__What to work on__: Only the lines containing "SUCCESS" should appear in the answer, copied from the listing below.

^^^^

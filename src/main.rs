//! The main entry point for the Forge CLI.

#![warn(missing_docs)]

use std::process::ExitCode;

use clap::Parser;
use forge::cli::{self, Args};

//================================================================================================
// Functions
//================================================================================================

/// The main entry point for the Forge CLI.
#[tokio::main]
async fn main() -> ExitCode {
    let args = Args::parse_from(cli::change_directory());
    let Args { log, .. } = args;

    let _guard = cli::init_global_subscriber(log);

    tokio::select! {
        _ = tokio::signal::ctrl_c() => {
            tracing::warn!("Ctrl+C received, terminating...");
            ExitCode::SUCCESS
        }
        res = cli::run(args) => {
            if let Err(e) = res {
                forge::fatal!(e);
                ExitCode::FAILURE
            } else {
                ExitCode::SUCCESS
            }
        }
    }
}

^^^^

__Result for this exercise__:
            ExitCode::SUCCESS
                ExitCode::SUCCESS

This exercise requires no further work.